1999年1月下旬のコーカイ日誌



  ●女子ダブルスを放送せよ。 (1999/1/31)
 女子シングルスでヒンギスが3連覇を達成した全豪オープン。ちょうどテニスをしていた時間だったので見損なってしまいましたが、女子ダブルスと合わせて2冠を達成したところをみると、ヒンギスはよほどメルボルンとは相性がいいのでしょう。今年はダベンポートから女王の座を奪還するという目標がありますから、ヒンギスはかなり意欲的だと思います。

 それにしても残念なのは、時差がほとんどない全豪オープンと言えども、相変わらず地上波ではほとんど放送されないこと。テレビ東京系が申し訳程度に男女シングルスを放送するくらいです。ウィークエンドプレーヤーには最も参考になる女子ダブルスはWOWWOW以外で見ることができません。特にこの全豪オープンではヒンギスが人気ナンバー1の美少女クルニコワとペアを組んだことで、女子ダブルスの注目度がかなり上がりました。上位シードがバタバタとこけてしまった男子シングルスなんかよりも、はるかにテニスファンは見たかったことでしょう。

 かつてのボルグやコナーズ、マッケンローの時代と比べて、今のテニスは「見る」スポーツから「する」スポーツへとかなりシフトしてしまいました。それゆえにテレビで放送しても視聴率が上がらないので、テレビ局からも冷遇され、ますます「見る」人が減っていく、という悪循環に陥っています。去年のスポーツ中継の視聴率を見ても、W杯のあったサッカーは別格としても、野球や相撲、マラソン、駅伝、ラグビー、バレーボールらと比べても視聴率が稼げていません。
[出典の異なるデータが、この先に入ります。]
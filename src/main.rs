use std::{fs::OpenOptions, sync::Arc};

use actix_web::{web, App, HttpServer};
use migration::{Migrator, MigratorTrait as _};
use sea_orm::Database;
use tracing::{info, Level};
use tracing_actix_web::TracingLogger;
use tracing_subscriber::{filter, fmt, layer::SubscriberExt, EnvFilter, Layer, Registry};

use crate::{
    audit::AuditLog,
    auth::Authority,
    payroll::{PayrollRunCoordinator, PayslipService, PeriodService, SubmissionGuard},
};

mod config;
mod consts;
mod error;
mod utils;

mod audit;
mod auth;
mod entity;
mod pages;
mod payroll;
mod store;

#[cfg(test)]
mod test_utils;

#[actix_web::main]
async fn main() {
    let _ = dotenvy::dotenv();

    let log_file = OpenOptions::new()
        .append(true)
        .create(true)
        .open("trace.log")
        .unwrap();

    let subscriber = Registry::default()
        .with(
            fmt::layer()
                .with_ansi(true)
                .with_line_number(true)
                .with_filter(EnvFilter::from_default_env())
        )
        .with(
            fmt::layer()
                .with_ansi(false)
                .with_writer(log_file)
                .with_filter(filter::LevelFilter::from_level(Level::TRACE))
        );

    tracing::subscriber::set_global_default(subscriber).unwrap();

    let config::Config {
        host_address,
        database_opt,
        jwt_key,
        audit_failure_policy,
        run_migrations,
    } = config::load();

    let db = Database::connect(database_opt).await.expect("Unable to connect to database");

    if run_migrations {
        info!("Applying pending migrations");
        Migrator::up(&db, None).await.expect("Unable to apply migrations");
    }

    let audit = AuditLog::new(audit_failure_policy);
    info!(policy = ?audit.policy(), "Audit log configured");

    let db = Arc::new(db);

    let authority = web::Data::new(Authority::new(jwt_key.as_bytes()));
    let submissions = web::Data::new(SubmissionGuard::new(Arc::clone(&db), audit));
    let periods = web::Data::new(PeriodService::new(Arc::clone(&db), audit));
    let coordinator = web::Data::new(PayrollRunCoordinator::new(Arc::clone(&db), audit));
    let payslips = web::Data::new(PayslipService::new(Arc::clone(&db)));
    let database = web::Data::from(db);

    let server = HttpServer::new(move || {
        App::new()
            .app_data(database.clone())
            .app_data(authority.clone())
            .app_data(submissions.clone())
            .app_data(periods.clone())
            .app_data(coordinator.clone())
            .app_data(payslips.clone())
            .wrap(TracingLogger::default())
            .configure(pages::config)
    });

    info!(%host_address, "Starting server");

    server
        .bind(host_address).unwrap()
        .run().await.unwrap();
}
 しかし、これだけプレーヤー人口があるスポーツは日本では数少ないのですから、きちんと試合を選べばまだまだ視聴率は上がると僕は思っています。特に先ほども触れた女子ダブルス。ふだんダブルス主体の草プレーヤーには、戦略性が高く身体能力も自分たちに一番近い女子ダブルスは本当に参考になります。しかもトップ選手がシングルスしか出ない傾向にある男子に比べて、女子はヒンギスやクルニコワら若くて華のある選手がダブルスにも登場しますし、日本選手も宮城ナナ、杉山愛、平木理化らダブルス上手なプレーヤーが多いのですから興味も湧くはず。試合を選びうまく宣伝すれば視聴率も上がると思います。視聴率が上がれば大会のスポンサードもしやすくなるでしょうしね。テニス協会にそれだけの智恵者はいないのでしょうか。
●TBSドラマ復活の兆し。 (1999/1/30)
 かつては「ドラマのTBS」と言われるほどにヒットドラマを連発していたTBS。僕も小学生の頃なら『ありがとう』、ハイティーンの頃なら『3年B組金八先生』、社会人になってからなら『金曜日の妻たちへ』など、思い入れの深いTBSドラマをいくつも思い出すことができます。ところが、ここ数年のTBSドラマは、その凋落ぶり激しく、特に去年などほとんどヒットらしいヒットはありませんでした。今やドラマと言えばフジ、たまに日テレという時代です。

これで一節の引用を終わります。